Traditional private equity financing itself is quite complex, involving multiple stages such as fundraising, investment, management, and exit, requiring the participation of lawyers, financial advisors, and other professionals, which makes the barrier to entry high and costly. The emergence of online tools like AngelList has changed all that—modularizing complex processes so that people worldwide can participate in fundraising with a simple click.
But in the crypto space, the situation becomes even more chaotic. Most institutions still operate with multi-signature wallets and paper contracts, which introduces three serious issues: the risk of funds being misappropriated, lack of enforceable guarantees, and a large number of organizations claiming to be VCs but actually just crypto trading gangs. Traditional legal methods are basically ineffective in cross-border crypto transactions, leaving investors and entrepreneurs in a state of high uncertainty.
Interestingly, the technical features of crypto itself can solve these problems. The immutability of smart contracts ensures automatic execution of transactions, programmable money allows fund management through code, and blockchain transparency enables you to trace the investment history and true behavior of any organization. Imagine being able to check a VC’s on-chain account at any time to see whether they are truly holding long-term or just dumping tokens immediately after receiving them—something impossible in traditional finance.

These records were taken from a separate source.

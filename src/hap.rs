//! Hap: a single pattern event ("happening").

use crate::fraction::Fraction;
use crate::timespan::TimeSpan;
use crate::value::LightValue;

/// An event returned by a pattern query.
///
/// `whole` is the event's full logical extent; `part` is the fragment of it
/// that falls inside the queried span. A hap whose `whole` is None is a
/// fragment of a continuous signal and has no onset.
#[derive(Debug, Clone, PartialEq)]
pub struct Hap {
    pub whole: Option<TimeSpan>,
    pub part: TimeSpan,
    pub value: LightValue,
}

impl Hap {
    pub fn new(whole: Option<TimeSpan>, part: TimeSpan, value: LightValue) -> Self {
        Hap { whole, part, value }
    }

    /// The whole if present, otherwise the part.
    pub fn whole_or_part(&self) -> TimeSpan {
        self.whole.unwrap_or(self.part)
    }

    /// True when the queried fragment includes the event's onset. Only haps
    /// with an onset register in the scheduler's active table.
    pub fn has_onset(&self) -> bool {
        match self.whole {
            Some(whole) => whole.start == self.part.start,
            None => false,
        }
    }

    /// Shift both whole and part by an offset.
    pub fn shift(&self, offset: Fraction) -> Hap {
        Hap {
            whole: self.whole.map(|w| w.shift(offset)),
            part: self.part.shift(offset),
            value: self.value.clone(),
        }
    }

    /// Apply a function to both whole and part.
    pub fn with_span<F>(&self, f: F) -> Hap
    where
        F: Fn(TimeSpan) -> TimeSpan,
    {
        Hap {
            whole: self.whole.map(&f),
            part: f(self.part),
            value: self.value.clone(),
        }
    }

    /// Replace the value, keeping the timing.
    pub fn with_value(&self, value: LightValue) -> Hap {
        Hap {
            whole: self.whole,
            part: self.part,
            value,
        }
    }

    /// Replace the part, keeping whole and value.
    pub fn with_part(&self, part: TimeSpan) -> Hap {
        Hap {
            whole: self.whole,
            part,
            value: self.value.clone(),
        }
    }
}

#[cfg(test)]
mod tests {
    use super::*;

    fn hap(whole: (i64, i64), part: (i64, i64)) -> Hap {
        Hap::new(
            Some(TimeSpan::from_integers(whole.0, whole.1)),
            TimeSpan::from_integers(part.0, part.1),
            LightValue::for_light(0),
        )
    }

    #[test]
    fn test_has_onset() {
        assert!(hap((0, 1), (0, 1)).has_onset());
        // A fragment starting mid-whole has no onset.
        let fragment = Hap::new(
            Some(TimeSpan::from_integers(0, 2)),
            TimeSpan::from_integers(1, 2),
            LightValue::for_light(0),
        );
        assert!(!fragment.has_onset());
        // Signal fragments never have onsets.
        let signal = Hap::new(None, TimeSpan::from_integers(0, 1), LightValue::for_light(0));
        assert!(!signal.has_onset());
    }

    #[test]
    fn test_shift() {
        let h = hap((0, 1), (0, 1)).shift(Fraction::new(1, 2));
        assert_eq!(
            h.whole.unwrap(),
            TimeSpan::new(Fraction::new(1, 2), Fraction::new(3, 2))
        );
        assert_eq!(h.part, h.whole.unwrap());
    }

    #[test]
    fn test_whole_or_part() {
        let signal = Hap::new(None, TimeSpan::from_integers(3, 4), LightValue::for_light(0));
        assert_eq!(signal.whole_or_part(), TimeSpan::from_integers(3, 4));
    }
}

This is the logic behind "On-Chain AngelList." By combining different smart contract modules—fundraising contracts, voting contracts, liquidity pools, vesting contracts, qualification review contracts, and more—we can build a fully decentralized, trustless set of fundraising and investment tools. Once both parties confirm the transaction parameters on-chain, the entire process executes automatically, unstoppable, tamper-proof, and without requiring anyone’s permission.
Many teams are already exploring this direction, from Moloch to DAOSquare, from DAOhaus to Syndicate—everyone is building these tools in different ways. I am particularly optimistic about this trend because capital is always the core driving force behind industry development. As crypto fundraising gradually moves toward regulation, this kind of on-chain infrastructure will become the next explosion point.
Rather than calling it a technological upgrade, it’s more of a paradigm shift—from relying on judicial and trust mechanisms to depending on code and transparency. This has profound implications for the maturity of the entire crypto ecosystem.